Instructions for the task
Restate the full set of records exactly, without adding or dropping a word.

Records for this exercise

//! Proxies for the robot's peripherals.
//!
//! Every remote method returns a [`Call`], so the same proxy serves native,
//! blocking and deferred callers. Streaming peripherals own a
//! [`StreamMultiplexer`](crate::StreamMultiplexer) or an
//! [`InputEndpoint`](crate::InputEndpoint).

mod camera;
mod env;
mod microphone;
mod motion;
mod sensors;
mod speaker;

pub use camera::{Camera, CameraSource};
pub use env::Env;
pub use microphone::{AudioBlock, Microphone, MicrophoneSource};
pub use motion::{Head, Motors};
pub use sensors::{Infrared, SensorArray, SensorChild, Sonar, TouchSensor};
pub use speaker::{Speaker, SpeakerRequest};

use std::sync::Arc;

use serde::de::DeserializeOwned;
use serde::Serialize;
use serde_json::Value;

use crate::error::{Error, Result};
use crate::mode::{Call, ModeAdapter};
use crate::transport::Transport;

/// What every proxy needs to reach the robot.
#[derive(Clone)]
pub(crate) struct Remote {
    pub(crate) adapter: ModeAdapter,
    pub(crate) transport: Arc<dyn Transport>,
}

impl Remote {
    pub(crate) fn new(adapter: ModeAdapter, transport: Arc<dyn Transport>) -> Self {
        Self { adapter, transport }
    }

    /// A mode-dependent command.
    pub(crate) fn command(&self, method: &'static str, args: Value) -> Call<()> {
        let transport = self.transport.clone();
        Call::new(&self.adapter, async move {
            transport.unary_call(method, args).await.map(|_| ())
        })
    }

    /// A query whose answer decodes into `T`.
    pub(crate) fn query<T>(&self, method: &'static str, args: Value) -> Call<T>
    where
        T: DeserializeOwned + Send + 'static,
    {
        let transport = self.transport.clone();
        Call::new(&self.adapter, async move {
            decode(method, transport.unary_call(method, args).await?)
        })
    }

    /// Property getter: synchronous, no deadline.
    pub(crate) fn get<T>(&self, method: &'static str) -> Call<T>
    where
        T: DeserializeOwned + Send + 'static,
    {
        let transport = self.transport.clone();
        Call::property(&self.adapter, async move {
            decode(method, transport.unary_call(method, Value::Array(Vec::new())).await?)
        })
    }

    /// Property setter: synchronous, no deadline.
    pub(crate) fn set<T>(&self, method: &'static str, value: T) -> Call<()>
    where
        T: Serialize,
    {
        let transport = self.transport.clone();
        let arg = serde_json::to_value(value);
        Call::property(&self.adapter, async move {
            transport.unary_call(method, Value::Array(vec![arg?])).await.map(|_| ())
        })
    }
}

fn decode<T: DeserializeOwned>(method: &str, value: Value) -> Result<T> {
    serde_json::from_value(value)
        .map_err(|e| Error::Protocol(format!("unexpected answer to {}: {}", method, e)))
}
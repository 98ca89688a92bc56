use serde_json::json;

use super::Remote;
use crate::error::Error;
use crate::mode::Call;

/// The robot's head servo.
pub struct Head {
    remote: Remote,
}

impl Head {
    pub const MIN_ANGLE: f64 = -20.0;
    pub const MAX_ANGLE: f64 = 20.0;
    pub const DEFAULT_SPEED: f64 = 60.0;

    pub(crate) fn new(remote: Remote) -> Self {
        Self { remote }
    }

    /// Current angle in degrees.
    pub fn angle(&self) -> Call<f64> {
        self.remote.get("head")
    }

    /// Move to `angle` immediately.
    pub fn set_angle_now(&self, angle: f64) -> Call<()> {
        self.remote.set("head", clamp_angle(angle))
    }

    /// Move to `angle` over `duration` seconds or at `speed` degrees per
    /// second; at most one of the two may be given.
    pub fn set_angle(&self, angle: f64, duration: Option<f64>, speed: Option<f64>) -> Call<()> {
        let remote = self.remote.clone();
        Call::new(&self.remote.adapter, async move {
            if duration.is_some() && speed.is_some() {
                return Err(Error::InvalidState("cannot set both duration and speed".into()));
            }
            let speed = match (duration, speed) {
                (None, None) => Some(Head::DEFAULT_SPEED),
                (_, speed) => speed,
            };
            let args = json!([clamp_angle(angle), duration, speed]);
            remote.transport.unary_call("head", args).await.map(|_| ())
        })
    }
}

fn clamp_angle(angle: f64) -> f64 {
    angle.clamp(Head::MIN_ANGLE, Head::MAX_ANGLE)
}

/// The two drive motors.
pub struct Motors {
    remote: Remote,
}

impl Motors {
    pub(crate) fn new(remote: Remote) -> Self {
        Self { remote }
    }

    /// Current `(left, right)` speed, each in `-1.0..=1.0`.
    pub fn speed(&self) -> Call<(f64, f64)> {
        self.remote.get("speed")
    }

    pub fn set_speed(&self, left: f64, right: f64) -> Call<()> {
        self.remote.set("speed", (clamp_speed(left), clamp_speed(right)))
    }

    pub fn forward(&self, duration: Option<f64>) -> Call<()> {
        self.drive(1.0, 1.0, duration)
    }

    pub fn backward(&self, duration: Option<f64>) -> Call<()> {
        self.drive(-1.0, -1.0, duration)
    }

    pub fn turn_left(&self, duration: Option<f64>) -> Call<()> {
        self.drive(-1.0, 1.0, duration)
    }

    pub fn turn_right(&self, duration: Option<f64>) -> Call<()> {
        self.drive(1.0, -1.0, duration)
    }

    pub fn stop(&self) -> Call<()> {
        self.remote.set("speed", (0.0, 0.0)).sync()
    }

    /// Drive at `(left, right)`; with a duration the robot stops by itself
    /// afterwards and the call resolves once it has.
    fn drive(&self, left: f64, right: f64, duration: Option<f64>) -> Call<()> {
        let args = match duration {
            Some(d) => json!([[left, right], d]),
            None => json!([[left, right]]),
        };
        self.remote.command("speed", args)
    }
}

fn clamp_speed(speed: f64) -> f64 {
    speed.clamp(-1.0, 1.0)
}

Answer to this task
//! Proxies for the robot's peripherals.
//!
//! Every remote method returns a [`Call`], so the same proxy serves native,
//! blocking and deferred callers. Streaming peripherals own a
//! [`StreamMultiplexer`](crate::StreamMultiplexer) or an
//! [`InputEndpoint`](crate::InputEndpoint).

mod camera;
mod env;
mod microphone;
mod motion;
mod sensors;
mod speaker;

pub use camera::{Camera, CameraSource};
pub use env::Env;
pub use microphone::{AudioBlock, Microphone, MicrophoneSource};
pub use motion::{Head, Motors};
pub use sensors::{Infrared, SensorArray, SensorChild, Sonar, TouchSensor};
pub use speaker::{Speaker, SpeakerRequest};

use std::sync::Arc;

use serde::de::DeserializeOwned;
use serde::Serialize;
use serde_json::Value;

use crate::error::{Error, Result};
use crate::mode::{Call, ModeAdapter};
use crate::transport::Transport;

/// What every proxy needs to reach the robot.
#[derive(Clone)]
pub(crate) struct Remote {
    pub(crate) adapter: ModeAdapter,
    pub(crate) transport: Arc<dyn Transport>,
}

impl Remote {
    pub(crate) fn new(adapter: ModeAdapter, transport: Arc<dyn Transport>) -> Self {
        Self { adapter, transport }
    }

    /// A mode-dependent command.
    pub(crate) fn command(&self, method: &'static str, args: Value) -> Call<()> {
        let transport = self.transport.clone();
        Call::new(&self.adapter, async move {
            transport.unary_call(method, args).await.map(|_| ())
        })
    }

    /// A query whose answer decodes into `T`.
    pub(crate) fn query<T>(&self, method: &'static str, args: Value) -> Call<T>
    where
        T: DeserializeOwned + Send + 'static,
    {
        let transport = self.transport.clone();
        Call::new(&self.adapter, async move {
            decode(method, transport.unary_call(method, args).await?)
        })
    }

    /// Property getter: synchronous, no deadline.
    pub(crate) fn get<T>(&self, method: &'static str) -> Call<T>
    where
        T: DeserializeOwned + Send + 'static,
    {
        let transport = self.transport.clone();
        Call::property(&self.adapter, async move {
            decode(method, transport.unary_call(method, Value::Array(Vec::new())).await?)
        })
    }

    /// Property setter: synchronous, no deadline.
    pub(crate) fn set<T>(&self, method: &'static str, value: T) -> Call<()>
    where
        T: Serialize,
    {
        let transport = self.transport.clone();
        let arg = serde_json::to_value(value);
        Call::property(&self.adapter, async move {
            transport.unary_call(method, Value::Array(vec![arg?])).await.map(|_| ())
        })
    }
}

fn decode<T: DeserializeOwned>(method: &str, value: Value) -> Result<T> {
    serde_json::from_value(value)
        .map_err(|e| Error::Protocol(format!("unexpected answer to {}: {}", method, e)))
}
repository 98ca89688a92bc56
use serde_json::json;

use super::Remote;
use crate::error::Error;
use crate::mode::Call;

/// The robot's head servo.
pub struct Head {
    remote: Remote,
}

impl Head {
    pub const MIN_ANGLE: f64 = -20.0;
    pub const MAX_ANGLE: f64 = 20.0;
    pub const DEFAULT_SPEED: f64 = 60.0;

    pub(crate) fn new(remote: Remote) -> Self {
        Self { remote }
    }

    /// Current angle in degrees.
    pub fn angle(&self) -> Call<f64> {
        self.remote.get("head")
    }

    /// Move to `angle` immediately.
    pub fn set_angle_now(&self, angle: f64) -> Call<()> {
        self.remote.set("head", clamp_angle(angle))
    }

    /// Move to `angle` over `duration` seconds or at `speed` degrees per
    /// second; at most one of the two may be given.
    pub fn set_angle(&self, angle: f64, duration: Option<f64>, speed: Option<f64>) -> Call<()> {
        let remote = self.remote.clone();
        Call::new(&self.remote.adapter, async move {
            if duration.is_some() && speed.is_some() {
                return Err(Error::InvalidState("cannot set both duration and speed".into()));
            }
            let speed = match (duration, speed) {
                (None, None) => Some(Head::DEFAULT_SPEED),
                (_, speed) => speed,
            };
            let args = json!([clamp_angle(angle), duration, speed]);
            remote.transport.unary_call("head", args).await.map(|_| ())
        })
    }
}

fn clamp_angle(angle: f64) -> f64 {
    angle.clamp(Head::MIN_ANGLE, Head::MAX_ANGLE)
}

/// The two drive motors.
pub struct Motors {
    remote: Remote,
}

impl Motors {
    pub(crate) fn new(remote: Remote) -> Self {
        Self { remote }
    }

    /// Current `(left, right)` speed, each in `-1.0..=1.0`.
    pub fn speed(&self) -> Call<(f64, f64)> {
        self.remote.get("speed")
    }

    pub fn set_speed(&self, left: f64, right: f64) -> Call<()> {
        self.remote.set("speed", (clamp_speed(left), clamp_speed(right)))
    }

    pub fn forward(&self, duration: Option<f64>) -> Call<()> {
        self.drive(1.0, 1.0, duration)
    }

    pub fn backward(&self, duration: Option<f64>) -> Call<()> {
        self.drive(-1.0, -1.0, duration)
    }

    pub fn turn_left(&self, duration: Option<f64>) -> Call<()> {
        self.drive(-1.0, 1.0, duration)
    }

    pub fn turn_right(&self, duration: Option<f64>) -> Call<()> {
        self.drive(1.0, -1.0, duration)
    }

    pub fn stop(&self) -> Call<()> {
        self.remote.set("speed", (0.0, 0.0)).sync()
    }

    /// Drive at `(left, right)`; with a duration the robot stops by itself
    /// afterwards and the call resolves once it has.
    fn drive(&self, left: f64, right: f64, duration: Option<f64>) -> Call<()> {
        let args = match duration {
            Some(d) => json!([[left, right], d]),
            None => json!([[left, right]]),
        };
        self.remote.command("speed", args)
    }
}

fn clamp_speed(speed: f64) -> f64 {
    speed.clamp(-1.0, 1.0)
}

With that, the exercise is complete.